But a high vocab is going to impact their ability to read, and reading is the number one indicator for success in basically every academic area because one, it builds their confidence and two, it builds their independence. They can now do these things and they’re then learning at a rate faster than they need to be taught cuz they can Read it and learn and run into problems and overcome them on their own, which is such an asset for a learner. So, we have tech outta the room so we can sleep and rest. We have tech out of the meals so we can be relational, and we can well read. Yay.

Second then is going to be after we remove our tech, we’re going to equip with the gospel standard and it’s gonna be in four areas. We need a gospel standard for our content, our time, our attitude, and the trust we give our kiddos. Our gospel standard, if you need help with this, rather than running you through all the details of it here, if you need help with this, that that’s, this is where the online workshop really shines. That small group curriculum, gospeltechworkshop.com.

And it’s at two-hour course, and it walks you through. Part one is how do I, as a parent talk this out, or how do we, as a, as a parenting couple, how do we talk this out with our kiddos? And the second part is how do we actually do it? So, I actually, the, I broke it out into walk it out and talk it out or no, talk it out and walk it out. Shoot. I messed that up. So, talk it out as the first part. How do we just get the words to like to have this conversation and then part two is, walk it out. How do we actually do it? And that to say, that’ll walk you through. Two hours you’ll have it done it. I mean, think about it. It’s two hours. That’s two episodes of the British baking show, or really three of the Mandalorian.

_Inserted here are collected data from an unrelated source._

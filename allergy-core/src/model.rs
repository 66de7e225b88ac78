use chrono::{DateTime, Utc};
use serde::{Deserialize, Serialize};

use crate::rules::Symptom;

/// Separator used when a list is flattened into a single history column.
pub const LIST_SEPARATOR: &str = ", ";

#[derive(Debug, Clone)]
pub struct WeatherRequest {
    pub city: String,
    /// Optional country qualifier appended to the provider query, e.g. "Mexico".
    pub country: Option<String>,
}

impl WeatherRequest {
    pub fn new(city: impl Into<String>, country: Option<String>) -> Self {
        Self { city: city.into(), country }
    }

    /// Location string in the `city,country` form both providers accept.
    pub fn query(&self) -> String {
        match self.country.as_deref().map(str::trim) {
            Some(country) if !country.is_empty() => format!("{},{}", self.city, country),
            _ => self.city.clone(),
        }
    }
}

/// A single normalized weather reading. Every measurement field is required;
/// providers fail rather than hand back a partial snapshot.
#[derive(Debug, Clone, PartialEq, Serialize, Deserialize)]
pub struct WeatherSnapshot {
    pub provider: String,
    pub location_name: String,
    pub temperature_c: f64,
    pub humidity_pct: u8,
    /// Human-cased condition phrase, e.g. "Light rain".
    pub description: String,
    pub wind_speed_mps: f64,
    /// Stand-in for a UV index. OpenWeatherMap reports no UV on its free
    /// current endpoint, so the daily max temperature is used there.
    pub uv_proxy: f64,
    pub pressure_hpa: f64,
    /// When the snapshot was retrieved, not when the reading was taken.
    pub observed_at: DateTime<Utc>,
}

impl WeatherSnapshot {
    /// Names of fields whose values fall outside their documented range.
    /// Values are never clamped; callers only log these.
    pub fn out_of_range_fields(&self) -> Vec<&'static str> {
        let mut fields = Vec::new();
        if self.humidity_pct > 100 {
            fields.push("humidity_pct");
        }
        if self.wind_speed_mps < 0.0 {
            fields.push("wind_speed_mps");
        }
        fields
    }
}

/// Capitalizes the first character and lower-cases the rest.
pub fn human_case(text: &str) -> String {
    let mut chars = text.chars();
    match chars.next() {
        Some(first) => first.to_uppercase().chain(chars.flat_map(char::to_lowercase)).collect(),
        None => String::new(),
    }
}

/// Symptom tags as supplied by a caller, duplicates removed, order kept.
#[derive(Debug, Clone, Default, PartialEq, Eq, Serialize, Deserialize)]
pub struct SymptomSet {
    tags: Vec<String>,
}

impl SymptomSet {
    pub fn new<I, S>(tags: I) -> Self
    where
        I: IntoIterator<Item = S>,
        S: Into<String>,
    {
        let mut set = Self::default();
        let mut seen: Vec<TagKey> = Vec::new();
        for tag in tags {
            let tag = tag.into();
            let key = TagKey::of(&tag);
            if !seen.contains(&key) {
                seen.push(key);
                set.tags.push(tag);
            }
        }
        set
    }

    pub fn tags(&self) -> &[String] {
        &self.tags
    }

    pub fn is_empty(&self) -> bool {
        self.tags.is_empty()
    }

    /// Recognized symptoms, in caller order.
    pub fn recognized(&self) -> impl Iterator<Item = Symptom> + '_ {
        self.tags.iter().filter_map(|tag| Symptom::from_tag(tag))
    }

    pub fn unrecognized(&self) -> Vec<&str> {
        self.tags
            .iter()
            .filter(|tag| Symptom::from_tag(tag).is_none())
            .map(String::as_str)
            .collect()
    }
}

/// Identity used for duplicate removal: recognized tags collapse onto their
/// symptom (so aliases match), others compare trimmed and lower-cased.
#[derive(Debug, PartialEq, Eq)]
enum TagKey {
    Known(Symptom),
    Unknown(String),
}

impl TagKey {
    fn of(tag: &str) -> Self {
        match Symptom::from_tag(tag) {
            Some(symptom) => TagKey::Known(symptom),
            None => TagKey::Unknown(tag.trim().to_lowercase()),
        }
    }
}

impl<S: Into<String>> FromIterator<S> for SymptomSet {
    fn from_iter<I: IntoIterator<Item = S>>(iter: I) -> Self {
        Self::new(iter)
    }
}

/// One piece of advice and the reason it applies.
#[derive(Debug, Clone, Copy, PartialEq, Eq, Serialize)]
pub struct AdviceItem {
    pub advice: &'static str,
    pub cause: &'static str,
}

impl AdviceItem {
    pub const fn new(advice: &'static str, cause: &'static str) -> Self {
        Self { advice, cause }
    }
}

/// Keeps the advice half of each item. History stores only this half.
pub fn advice_only(items: &[AdviceItem]) -> Vec<&'static str> {
    items.iter().map(|item| item.advice).collect()
}

/// One past query, as stored.
#[derive(Debug, Clone, PartialEq, Eq, Serialize, Deserialize)]
pub struct HistoryRecord {
    pub city: String,
    /// Symptom tags joined with [`LIST_SEPARATOR`].
    pub symptoms: String,
    /// Advice texts (causes dropped) joined with [`LIST_SEPARATOR`].
    pub recommendations: String,
    pub timestamp: DateTime<Utc>,
}

impl HistoryRecord {
    pub fn from_query(
        city: &str,
        symptoms: &SymptomSet,
        advice: &[AdviceItem],
        timestamp: DateTime<Utc>,
    ) -> Self {
        Self {
            city: city.to_string(),
            symptoms: symptoms.tags().join(LIST_SEPARATOR),
            recommendations: advice_only(advice).join(LIST_SEPARATOR),
            timestamp,
        }
    }
}

/// Result of a successful advice query.
#[derive(Debug, Clone)]
pub struct QueryOutcome {
    pub snapshot: WeatherSnapshot,
    pub advice: Vec<AdviceItem>,
    /// False when the history record could not be written.
    pub history_saved: bool,
}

So, I believe you can do that if you need it. It’s worth your investment of time for your family, but you’re gonna have a, a gospel standard for your content. So, that’s your Philippians 4:8, your Galatians 5:22, your first Corinthians 13. Like what love is, that is what we’re looking at. There is a biblical standard for what we watch, for what we find joy in for what we set our hearts on.

Then, we look at our time use. Go, okay, Lord, here’s my 24 hours. I have the exact same amount of time you had when you were on this earth. Like, I had the same number of of minutes in a day. How do I use them, lord? And we simply ask that because there isn’t an amount of time that God says is fine to use on drool tech. It’s, whatever else he’s asked you to do.

And I wouldn’t say just fit, drill tech in wherever you have free time, because the smart ones of us know that that just means get rid of everything else. So we have more time. That’s where we start quitting sports because well, sports are type two fun. There are a lot of work. They’re fun when you win.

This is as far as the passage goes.